The Kentucky Division of Water (DOW) has assumed state sponsorship of Project WET, an interdisciplinary water science and education program for formal and non-formal educators of students in kindergarten through grade 12 and adults.

The program was previously sponsored by the Kentucky Environmental Education Council (KEEC).

“I am thrilled that the Division of Water is increasing its commitment to educating teachers, students and the general public about water by becoming the Project WET state coordinator,” said Elizabeth Schmitz, KEEC executive director. “KEEC will continue to support Project WET by working with DOW as needed, during and after this transition.”

The goal of Project WET, an acronym for Water Education for Teachers, is to provide scientifically accurate and educationally sound water resources education materials, training courses and networking services to citizens, organizations, governments and corporations.

Michelle Shane is the Project WET host coordinator at DOW.

“Water education has never been more important,” said Shane. “We need to better understand our connections to water so our communities are equipped to handle the many water issues we are facing today, and will face in the future. By understanding the real value of water, we can make decisions individually and collectively to better manage, conserve and protect this valuable resource.”

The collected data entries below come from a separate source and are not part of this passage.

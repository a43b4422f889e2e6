//! Gold Fact Builder: turns one Silver partition into ID-keyed fact tables.
//!
//! Per partition the order is fixed: read Silver, take the language lock,
//! load the dictionary, resolve every title, aggregate, verify every emitted
//! ID, flush the dictionary, and only then write the facts. A crash at any
//! point leaves each file either as it was or fully replaced, and a committed
//! fact never references an ID missing from the committed dictionary.

pub mod tables;

use std::collections::BTreeMap;
use std::path::{Path, PathBuf};

use indicatif::{ProgressBar, ProgressStyle};
use rayon::prelude::*;
use tracing::{error, info, warn};

use crate::config::PipelineConfig;
use crate::dictionary::{ArticleDictionary, DictionaryManager};
use crate::error::{GoldError, Result};
use crate::partition::PartitionAddress;
use crate::ranking::{rank_top, rank_top_per_group, Order};
use crate::silver::{read_silver_partition, SilverPartition};
use crate::stats::ProcessingStats;
use crate::writer::PartitionWriter;

pub use tables::{
    EdgeRow, MonthlyTable, PopularityRow, ReferrerRow, TopArticleRow, ARTICLE_POPULARITY, ARTICLE_TOP,
    EDGES_MONTHLY, REFERRERS_TOP,
};

/// Aggregates for one `(lang, year, month)`. Disabled tables are `None`.
#[derive(Debug, Clone, Default, PartialEq, Eq)]
pub struct GoldTables {
    pub popularity: Vec<PopularityRow>,
    pub top: Vec<TopArticleRow>,
    pub referrers: Option<Vec<ReferrerRow>>,
    pub edges: Option<Vec<EdgeRow>>,
}

impl GoldTables {
    fn referenced_ids(&self) -> impl Iterator<Item = (&'static str, u32)> + '_ {
        let popularity = self
            .popularity
            .iter()
            .map(|r| (ARTICLE_POPULARITY, r.article_id));
        let top = self.top.iter().map(|r| (ARTICLE_TOP, r.article_id));
        let referrers = self
            .referrers
            .iter()
            .flatten()
            .flat_map(|r| [(REFERRERS_TOP, r.target_id), (REFERRERS_TOP, r.referrer_id)]);
        let edges = self
            .edges
            .iter()
            .flatten()
            .flat_map(|r| [(EDGES_MONTHLY, r.source_id), (EDGES_MONTHLY, r.target_id)]);
        popularity.chain(top).chain(referrers).chain(edges)
    }
}

/// Sum and rank a Silver partition whose titles are all present in `dict`.
///
/// Output rows are sorted (popularity and edges by key, rankings by rank) so
/// identical input always encodes to identical files.
pub fn aggregate(
    partition: &SilverPartition,
    dict: &ArticleDictionary,
    config: &PipelineConfig,
) -> Result<GoldTables> {
    let lookup = |title: &str| {
        dict.get(title).ok_or_else(|| GoldError::UnresolvedTitle {
            lang: dict.lang().to_string(),
            title: title.to_string(),
        })
    };

    let mut popularity: BTreeMap<u32, i64> = BTreeMap::new();
    let mut referrers: BTreeMap<(u32, u32), i64> = BTreeMap::new();
    let mut edges: BTreeMap<(u32, u32, &str), i64> = BTreeMap::new();

    for row in &partition.rows {
        let target = lookup(&row.target_title)?;
        *popularity.entry(target).or_default() += row.count;

        let Some(source_title) = row.source_title.as_deref() else {
            continue;
        };
        let source = lookup(source_title)?;
        if config.enable_referrers {
            *referrers.entry((target, source)).or_default() += row.count;
        }
        if config.enable_edges {
            *edges
                .entry((source, target, row.edge_type.as_str()))
                .or_default() += row.count;
        }
    }

    let top = rank_top(
        popularity.iter().map(|(&id, &total)| (id, total)),
        Order::Descending,
        config.top_n_articles,
    )
    .into_iter()
    .map(|ranked| TopArticleRow {
        article_id: ranked.key,
        rank: ranked.rank,
        total_count: ranked.count,
    })
    .collect();

    let referrers = config.enable_referrers.then(|| {
        rank_top_per_group(
            referrers
                .into_iter()
                .filter(|(_, count)| *count >= config.min_clicks_referrers),
            config.top_n_referrers,
        )
        .into_iter()
        .map(|(target_id, ranked)| ReferrerRow {
            target_id,
            referrer_id: ranked.key,
            count: ranked.count,
            rank: ranked.rank,
        })
        .collect()
    });

    let edges = config.enable_edges.then(|| {
        edges
            .into_iter()
            .filter(|(_, count)| *count >= config.min_clicks_edges)
            .map(|((source_id, target_id, edge_type), count)| EdgeRow {
                source_id,
                target_id,
                edge_type: edge_type.to_string(),
                count,
            })
            .collect()
    });

    Ok(GoldTables {
        popularity: popularity
            .into_iter()
            .map(|(article_id, total_count)| PopularityRow {
                article_id,
                total_count,
            })
            .collect(),
        top,
        referrers,
        edges,
    })
}

/// Every ID emitted by `tables` must exist in `dict`.
pub fn check_referential_integrity(tables: &GoldTables, dict: &ArticleDictionary) -> Result<()> {
    match tables
        .referenced_ids()
        .find(|(_, id)| !dict.contains_id(*id))
    {
        Some((table, article_id)) => Err(GoldError::ReferentialViolation {
            table: table.to_string(),
            lang: dict.lang().to_string(),
            article_id,
        }),
        None => Ok(()),
    }
}

#[derive(Debug, Clone, Copy, PartialEq, Eq)]
pub enum BuildOutcome {
    Built { new_titles: usize },
    Skipped,
}

#[derive(Debug, Default)]
pub struct GoldRunSummary {
    pub built: usize,
    pub skipped: usize,
    pub failed: Vec<(PartitionAddress, String)>,
}

impl GoldRunSummary {
    fn merge(mut self, other: GoldRunSummary) -> Self {
        self.built += other.built;
        self.skipped += other.skipped;
        self.failed.extend(other.failed);
        self
    }
}

pub struct GoldBuilder<'a> {
    config: &'a PipelineConfig,
    dictionaries: &'a DictionaryManager,
    writer: PartitionWriter,
    stats: &'a ProcessingStats,
}

impl<'a> GoldBuilder<'a> {
    pub fn new(
        config: &'a PipelineConfig,
        dictionaries: &'a DictionaryManager,
        stats: &'a ProcessingStats,
    ) -> Self {
        Self {
            config,
            dictionaries,
            writer: PartitionWriter::new(&config.gold_dir),
            stats,
        }
    }

    fn enabled_tables(&self) -> Vec<&'static str> {
        let mut tables = vec![ARTICLE_POPULARITY, ARTICLE_TOP];
        if self.config.enable_referrers {
            tables.push(REFERRERS_TOP);
        }
        if self.config.enable_edges {
            tables.push(EDGES_MONTHLY);
        }
        tables
    }

    /// Build (or rebuild) every enabled Gold table of one partition.
    pub fn build_partition(
        &self,
        address: &PartitionAddress,
        silver_path: &Path,
    ) -> Result<BuildOutcome> {
        if self.config.skip_existing
            && self
                .enabled_tables()
                .iter()
                .all(|table| self.writer.exists(table, address))
        {
            info!("[SKIP] GOLD already exists for {}", address);
            ProcessingStats::add(&self.stats.partitions_skipped, 1);
            return Ok(BuildOutcome::Skipped);
        }

        let partition = read_silver_partition(silver_path, address)?;
        ProcessingStats::add(&self.stats.silver_rows, partition.rows.len() as u64);
        ProcessingStats::add(&self.stats.silver_rows_dropped, partition.dropped as u64);

        let lock = self.dictionaries.language_lock(&address.lang);
        let _guard = lock.lock().unwrap_or_else(|e| e.into_inner());

        let mut dict = self.dictionaries.load(&address.lang)?;
        let new_titles = dict.resolve_all(partition.titles())?;
        let tables = aggregate(&partition, &dict, self.config)?;
        check_referential_integrity(&tables, &dict)?;

        self.dictionaries.flush(&mut dict)?;
        ProcessingStats::add(&self.stats.titles_added, new_titles as u64);

        self.write_tables(address, &tables)?;
        ProcessingStats::add(&self.stats.partitions_built, 1);
        info!(
            "[OK] GOLD {} ({} articles, {} new titles)",
            address,
            tables.popularity.len(),
            new_titles
        );
        Ok(BuildOutcome::Built { new_titles })
    }

    fn write_tables(&self, address: &PartitionAddress, tables: &GoldTables) -> Result<()> {
        let mut batches = vec![
            (
                ARTICLE_POPULARITY,
                tables::popularity_to_record_batch(address, &tables.popularity)?,
            ),
            (
                ARTICLE_TOP,
                tables::article_top_to_record_batch(address, &tables.top)?,
            ),
        ];
        if let Some(referrers) = &tables.referrers {
            batches.push((
                REFERRERS_TOP,
                tables::referrers_to_record_batch(address, referrers)?,
            ));
        }
        if let Some(edges) = &tables.edges {
            batches.push((EDGES_MONTHLY, tables::edges_to_record_batch(address, edges)?));
        }
        for (table, batch) in &batches {
            self.writer.write(table, address, batch)?;
            ProcessingStats::add(&self.stats.gold_files_written, 1);
        }
        Ok(())
    }

    /// Build many partitions: languages in parallel, months of one language
    /// sequentially in calendar order. A failure is logged and only affects
    /// its partition, except dictionary-level failures, which stop the rest
    /// of that language.
    pub fn run(&self, partitions: Vec<(PartitionAddress, PathBuf)>) -> GoldRunSummary {
        let mut by_lang: BTreeMap<String, Vec<(PartitionAddress, PathBuf)>> = BTreeMap::new();
        for (address, path) in partitions {
            by_lang.entry(address.lang.clone()).or_default().push((address, path));
        }
        for months in by_lang.values_mut() {
            months.sort();
        }

        let total: usize = by_lang.values().map(Vec::len).sum();
        info!(
            "Building GOLD for {} partitions across {} languages",
            total,
            by_lang.len()
        );

        let progress = ProgressBar::new(total as u64);
        progress.set_style(
            ProgressStyle::with_template(
                "[{elapsed_precise}] {bar:50.cyan/blue} {pos:>7}/{len:7} partitions | {msg}",
            )
            .unwrap_or_else(|_| ProgressStyle::default_bar()),
        );
        progress.set_message("Building GOLD...");

        let summary = by_lang
            .into_par_iter()
            .map(|(lang, months)| self.run_language(&lang, months, &progress))
            .reduce(GoldRunSummary::default, GoldRunSummary::merge);

        progress.finish_with_message("GOLD complete");
        summary
    }

    fn run_language(
        &self,
        lang: &str,
        months: Vec<(PartitionAddress, PathBuf)>,
        progress: &ProgressBar,
    ) -> GoldRunSummary {
        let mut summary = GoldRunSummary::default();
        let mut months = months.into_iter();
        while let Some((address, path)) = months.next() {
            let result = self.build_partition(&address, &path);
            progress.inc(1);
            match result {
                Ok(BuildOutcome::Built { .. }) => summary.built += 1,
                Ok(BuildOutcome::Skipped) => summary.skipped += 1,
                Err(e) => {
                    error!("[ERROR] GOLD {}: {}", address, e);
                    ProcessingStats::add(&self.stats.partitions_failed, 1);
                    let fatal = e.is_fatal_for_language();
                    summary.failed.push((address, e.to_string()));
                    if fatal {
                        let reason = format!("not built: lang={lang} stopped after: {e}");
                        for (rest, _) in months.by_ref() {
                            warn!("[ABORT] GOLD {}", rest);
                            progress.inc(1);
                            ProcessingStats::add(&self.stats.partitions_failed, 1);
                            summary.failed.push((rest, reason.clone()));
                        }
                    }
                }
            }
        }
        summary
    }
}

The primary tool of the program is the newly revised Project WET Curriculum and Activity Guide 2.0, a 592-page book containing 64 interactive and classroom-ready activities, varied lesson plans, cross-reference tables, indices and a substantial glossary. The activities are grounded in science and are cross-curricular in nature, addressing the chemistry of water, functionality of watersheds, and such contemporary issues as water systems, resource management, water quality, water conservation, land-use planning and wetlands.

Shane emphasizes the “user-friendly” nature of the Project WET literature.

“Materials and activities span all disciplines, including language arts, math, science, music, history, government and art as well as other subject areas,” said Shane. “The guide is designed to make it easy to locate and apply a particular activity in the classroom or as a field-day event. The activities are hands-on, self-contained, fun and easy to use. Moreover, many of the activities are aligned to current national Common Core Standards.”

Persons interested in using Project WET activities can request a Sampler Training course to learn more about the materials offered and gain access to seven activities. To use the full Curriculum and Activity Guide 2.0 and gain access to the online Protect WET Portal resources, individuals must become certified in the project by attending a full-day Project WET workshop.

Additionally, with the release of the 2011 2.0 guide, the Project WET national office is requesting that persons previously certified take a refresher course to use or teach the newest version of the materials.